I think there’s genuine collegiality. In this day and age when universities are far more professional than they were ten or twenty years ago, when there’s far more managerialism and they’re run more like businesses, it’s sometimes hard to keep the collegiality going. Everyone has to work for themselves, work towards the next performance review, the next promotion, or tenure, or book. But I think in the School of English we actively go against this managerialism and we continue to say – because that’s what we believe in – that we are an intellectual community of scholars. I think you see that at its best in the Seminar Series. The Thursdays just structure my week, because it’s something to look forward to for me, but it’s also this space where we all continue to learn. So, whether you’re in literature or language, people come, contribute and engage. And I think that’s what contributes to the good vibe.

That’s interesting. I like how, literature or linguistics, we’re all interested in English, or maybe just language in general, and I like how in the Seminar Series, you get different perspectives, so you might hear a literary perspective on a linguistic issue, or vice versa. Is that something that you can relate to?

Absolutely. But I think what we all share is not just English, language or literature, but something cross-cultural. Whatever you want to call it – ‘China/West’, ‘globality’, ‘colonial’, or ‘post-colonial’ – I think it’s just general cross-culturalism, because of where we are. We are the School of English at Hong Kong University with all its history and baggage but also all its great global, international possibilities. And I think this is where we all come together. There’s always something cross-cultural that keeps us all in the same room and in the same discourse.

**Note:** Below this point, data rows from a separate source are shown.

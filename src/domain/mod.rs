//! Domain Layer - 领域层
//!
//! 只有一个限界上下文:
//! - Todo Context: 待办清单与清单条目

pub mod todo;

pub use todo::{ItemId, ItemLabel, ListId, ListName, ListSummary, TodoError, TodoItem, TodoList};
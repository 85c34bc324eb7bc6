//! Configuration Types
//!
//! 定义所有配置结构体

use serde::Deserialize;
use std::time::Duration;

use crate::infrastructure::persistence::mongo::{MongoConfig, DEFAULT_COLLECTION};

/// 应用主配置
#[derive(Debug, Clone, Default, Deserialize)]
pub struct AppConfig {
    /// 服务器配置
    #[serde(default)]
    pub server: ServerConfig,

    /// 数据库配置
    #[serde(default)]
    pub database: DatabaseConfig,

    /// 日志配置
    #[serde(default)]
    pub log: LogConfig,

    /// 调试模式，开启后日志级别提升为 debug
    #[serde(default)]
    pub debug: bool,
}

impl AppConfig {
    /// 实际生效的日志级别
    pub fn effective_log_level(&self) -> &str {
        if self.debug {
            "debug"
        } else {
            &self.log.level
        }
    }
}

/// 服务器配置
#[derive(Debug, Clone, Deserialize)]
pub struct ServerConfig {
    /// 监听地址
    #[serde(default = "default_host")]
    pub host: String,

    /// 监听端口
    #[serde(default = "default_port")]
    pub port: u16,
}

fn default_host() -> String {
    "0.0.0.0".to_string()
}

fn default_port() -> u16 {
    8000
}

impl Default for ServerConfig {
    fn default() -> Self {
        Self {
            host: default_host(),
            port: default_port(),
        }
    }
}

impl ServerConfig {
    /// 获取服务器地址
    pub fn addr(&self) -> String {
        format!("{}:{}", self.host, self.port)
    }
}

/// 数据库配置
#[derive(Debug, Clone, Deserialize)]
pub struct DatabaseConfig {
    /// MongoDB 连接串（来自 MONGODB_URI）
    #[serde(default)]
    pub uri: String,

    /// 数据库名，未设置时使用连接串中的默认库
    #[serde(default)]
    pub name: Option<String>,

    /// 集合名
    #[serde(default = "default_collection")]
    pub collection: String,

    /// 服务器选择超时（秒）
    #[serde(default = "default_server_selection_timeout")]
    pub server_selection_timeout_secs: u64,

    /// 连接超时（秒）
    #[serde(default = "default_connect_timeout")]
    pub connect_timeout_secs: u64,

    /// 启动 ping 超时（秒）
    #[serde(default = "default_ping_timeout")]
    pub ping_timeout_secs: u64,
}

fn default_collection() -> String {
    DEFAULT_COLLECTION.to_string()
}

fn default_server_selection_timeout() -> u64 {
    30
}

fn default_connect_timeout() -> u64 {
    30
}

fn default_ping_timeout() -> u64 {
    10
}

impl Default for DatabaseConfig {
    fn default() -> Self {
        Self {
            uri: String::new(),
            name: None,
            collection: default_collection(),
            server_selection_timeout_secs: default_server_selection_timeout(),
            connect_timeout_secs: default_connect_timeout(),
            ping_timeout_secs: default_ping_timeout(),
        }
    }
}

impl DatabaseConfig {
    /// 转换为 MongoDB 适配器配置
    pub fn mongo_config(&self) -> MongoConfig {
        MongoConfig {
            uri: self.uri.clone(),
            database: self.name.clone().filter(|name| !name.is_empty()),
            collection: self.collection.clone(),
            server_selection_timeout: Duration::from_secs(self.server_selection_timeout_secs),
            connect_timeout: Duration::from_secs(self.connect_timeout_secs),
            ping_timeout: Duration::from_secs(self.ping_timeout_secs),
        }
    }
}

/// 日志配置
#[derive(Debug, Clone, Deserialize)]
pub struct LogConfig {
    /// 日志级别
    #[serde(default = "default_log_level")]
    pub level: String,
}

fn default_log_level() -> String {
    "info".to_string()
}

impl Default for LogConfig {
    fn default() -> Self {
        Self {
            level: default_log_level(),
        }
    }
}
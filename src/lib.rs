//! Farm Todo - 待办清单服务
//!
//! 架构设计: DDD + CQRS + Hexagonal Architecture
//!
//! 领域层 (domain/):
//! - Todo Context: 清单、条目、清单摘要
//!
//! 应用层 (application/):
//! - Ports: TodoListRepositoryPort
//! - Commands: 创建/删除清单，添加/删除/勾选条目
//! - Queries: 清单详情、清单摘要列表
//!
//! 基础设施层 (infrastructure/):
//! - HTTP: RESTful JSON API
//! - Persistence: MongoDB 文档存储
//! - Memory: 内存仓储（测试与本地运行）

pub mod application;
pub mod config;
pub mod domain;
pub mod infrastructure;

pub use config::{load_config, AppConfig};
//! TodoList Command Handlers

use std::sync::Arc;

use crate::application::commands::{CreateList, DeleteList};
use crate::application::error::ApplicationError;
use crate::application::ports::TodoListRepositoryPort;
use crate::domain::{ListId, ListName};

// ============================================================================
// CreateList
// ============================================================================

/// 创建清单响应
#[derive(Debug, Clone)]
pub struct CreateListResponse {
    pub id: ListId,
    pub name: String,
}

/// CreateList Handler
pub struct CreateListHandler {
    todo_repo: Arc<dyn TodoListRepositoryPort>,
}

impl CreateListHandler {
    pub fn new(todo_repo: Arc<dyn TodoListRepositoryPort>) -> Self {
        Self { todo_repo }
    }

    pub async fn handle(&self, command: CreateList) -> Result<CreateListResponse, ApplicationError> {
        let name = ListName::new(command.name)?;

        let id = self.todo_repo.create_list(&name).await?;

        tracing::info!(list_id = %id, name = %name, "List created");

        Ok(CreateListResponse {
            id,
            name: name.into_inner(),
        })
    }
}

// ============================================================================
// DeleteList
// ============================================================================

/// DeleteList Handler
///
/// 删除不存在的清单不是错误，返回 false
pub struct DeleteListHandler {
    todo_repo: Arc<dyn TodoListRepositoryPort>,
}

impl DeleteListHandler {
    pub fn new(todo_repo: Arc<dyn TodoListRepositoryPort>) -> Self {
        Self { todo_repo }
    }

    pub async fn handle(&self, command: DeleteList) -> Result<bool, ApplicationError> {
        let deleted = self.todo_repo.delete_list(&command.list_id).await?;

        if deleted {
            tracing::info!(list_id = %command.list_id, "List deleted");
        } else {
            tracing::debug!(list_id = %command.list_id, "List delete matched nothing");
        }

        Ok(deleted)
    }
}

#[cfg(test)]
mod tests {
    use super::*;
    use crate::infrastructure::memory::InMemoryTodoListRepository;

    fn repo() -> Arc<dyn TodoListRepositoryPort> {
        Arc::new(InMemoryTodoListRepository::new())
    }

    #[tokio::test]
    async fn test_create_list_rejects_empty_name() {
        let handler = CreateListHandler::new(repo());

        let result = handler
            .handle(CreateList {
                name: String::new(),
            })
            .await;

        assert!(matches!(result, Err(ApplicationError::ValidationError(_))));
    }

    #[tokio::test]
    async fn test_create_then_delete_list() {
        let repo = repo();
        let created = CreateListHandler::new(repo.clone())
            .handle(CreateList {
                name: "Groceries".to_string(),
            })
            .await
            .unwrap();
        assert_eq!(created.name, "Groceries");

        let delete = DeleteListHandler::new(repo.clone());
        let first = delete
            .handle(DeleteList {
                list_id: created.id.clone(),
            })
            .await
            .unwrap();
        let second = delete
            .handle(DeleteList {
                list_id: created.id.clone(),
            })
            .await
            .unwrap();

        assert!(first);
        assert!(!second);
        assert!(repo.find_by_id(&created.id).await.unwrap().is_none());
    }
}
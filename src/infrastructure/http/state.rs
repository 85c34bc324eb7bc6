//! Application State
//!
//! 包含所有 Command/Query Handlers 的应用状态

use std::sync::Arc;

use crate::application::{
    // Command handlers
    CreateItemHandler, CreateListHandler, DeleteItemHandler, DeleteListHandler,
    SetCheckedStateHandler,
    // Query handlers
    GetListHandler, ListListsHandler,
    // Ports
    TodoListRepositoryPort,
};

/// 应用状态
///
/// 仓储在启动时创建一次，由所有请求共享
pub struct AppState {
    // ========== Command Handlers ==========
    pub create_list_handler: CreateListHandler,
    pub delete_list_handler: DeleteListHandler,
    pub create_item_handler: CreateItemHandler,
    pub delete_item_handler: DeleteItemHandler,
    pub set_checked_state_handler: SetCheckedStateHandler,

    // ========== Query Handlers ==========
    pub get_list_handler: GetListHandler,
    pub list_lists_handler: ListListsHandler,
}

impl AppState {
    /// 创建应用状态
    pub fn new(todo_repo: Arc<dyn TodoListRepositoryPort>) -> Self {
        Self {
            // Command handlers
            create_list_handler: CreateListHandler::new(todo_repo.clone()),
            delete_list_handler: DeleteListHandler::new(todo_repo.clone()),
            create_item_handler: CreateItemHandler::new(todo_repo.clone()),
            delete_item_handler: DeleteItemHandler::new(todo_repo.clone()),
            set_checked_state_handler: SetCheckedStateHandler::new(todo_repo.clone()),

            // Query handlers
            get_list_handler: GetListHandler::new(todo_repo.clone()),
            list_lists_handler: ListListsHandler::new(todo_repo),
        }
    }
}
//! HTTP Routes
//!
//! API Endpoints:
//! - /api/ping                                  GET     健康检查
//! - /api/dummy                                 GET     返回新 ObjectId 与当前时间
//! - /api/lists                                 GET     列出所有清单摘要
//! - /api/lists                                 POST    创建清单
//! - /api/lists/{list_id}                       GET     获取清单详情
//! - /api/lists/{list_id}                       DELETE  删除清单
//! - /api/lists/{list_id}/items/                POST    添加条目（不带尾部斜杠也可）
//! - /api/lists/{list_id}/items/{item_id}       DELETE  删除条目
//! - /api/lists/{list_id}/checked_state         PATCH   设置条目勾选状态

use axum::{
    routing::{delete, get, patch, post},
    Router,
};
use std::sync::Arc;

use super::handlers;
use super::state::AppState;

/// 创建所有路由
pub fn create_routes() -> Router<Arc<AppState>> {
    Router::new().nest("/api", api_routes())
}

/// API 路由
fn api_routes() -> Router<Arc<AppState>> {
    Router::new()
        .route("/ping", get(handlers::ping))
        .route("/dummy", get(handlers::dummy))
        .merge(list_routes())
}

/// List 路由
fn list_routes() -> Router<Arc<AppState>> {
    Router::new()
        .route(
            "/lists",
            get(handlers::list_lists).post(handlers::create_list),
        )
        .route(
            "/lists/:list_id",
            get(handlers::get_list).delete(handlers::delete_list),
        )
        .route("/lists/:list_id/items", post(handlers::create_item))
        .route("/lists/:list_id/items/", post(handlers::create_item))
        .route(
            "/lists/:list_id/items/:item_id",
            delete(handlers::delete_item),
        )
        .route(
            "/lists/:list_id/checked_state",
            patch(handlers::set_checked_state),
        )
}
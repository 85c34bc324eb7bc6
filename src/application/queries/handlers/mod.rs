//! Query Handlers 实现
//!
//! 所有 QueryHandler 的具体实现

mod todo_list_handlers;

pub use todo_list_handlers::*;
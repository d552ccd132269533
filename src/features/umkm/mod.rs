pub mod backends;
pub mod dtos;
pub mod handlers;
pub mod models;
pub mod routes;
pub mod services;

pub use backends::{ApiUmkmBackend, PgUmkmBackend, UmkmBackend};
pub use routes::routes;
pub use services::UmkmService;
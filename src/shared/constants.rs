/// Default directory for uploaded photos, relative to the working directory
pub const DEFAULT_UPLOAD_DIR: &str = "static/uploads";

/// Public URL prefix under which stored photos are served
pub const UPLOADS_URL_PREFIX: &str = "/uploads";

/// Filename offered to the browser for the CSV export
pub const EXPORT_FILENAME: &str = "data_umkm.csv";

/// Column headers of the CSV export, in record field order
pub const EXPORT_HEADERS: [&str; 10] = [
    "ID",
    "Latitude",
    "Longitude",
    "Nama",
    "NIM",
    "Kelas",
    "UMKM",
    "Kategori",
    "Pegawai",
    "Foto",
];

/// Prefix format of stored photo names (second resolution, sortable)
pub const PHOTO_TIMESTAMP_FORMAT: &str = "%Y%m%d_%H%M%S";

/// Fallback stem when an uploaded filename sanitizes to nothing
pub const FALLBACK_PHOTO_NAME: &str = "upload";
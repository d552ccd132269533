mod umkm;

pub use umkm::{NewUmkm, Umkm, UmkmFields};
pub(crate) use umkm::deserialize_id;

How have HKU and the School of English changed since you’ve been here?

HKU, well, it has become more professional, if we phrase it positively. And I think we see a lot of that professionalisation when we think about our postgraduates. We need to get them ready for the job market, because academia is a job, right? It’s lovely if it’s a vocation, but at the same time it’s a profession, and we need to get our postgrads ready. That’s if we call it something positive. If we are a bit more pessimistic, we could say there’s a lot of managerialism. So, HKU has an audit culture that is sometimes not very productive, and that can keep us from doing the work we should be doing – in the classroom, or with research, or work with post-graduates or in the community. We’re busy writing reports, and that becomes increasingly worse every year, unfortunately. I don’t want to come across too negative here though, because at the same time, HKU has become a far more international university. We have international staff, no question about it, but I see far more international students, in the postgraduate and undergraduate communities. And I think that’s great, because that really makes us truly international and global, in our outlook and our composition.

Last one: as a bit of advice for us research postgrads, what is the single most important thing you’ve learned in your academic career?

You’ve got to find research topics that you genuinely care about, rather than trying to hit a wave or trying to anticipate what the market will want in the next couple of years. I believe that if you are genuinely interested in your research question, you’ll do a great job.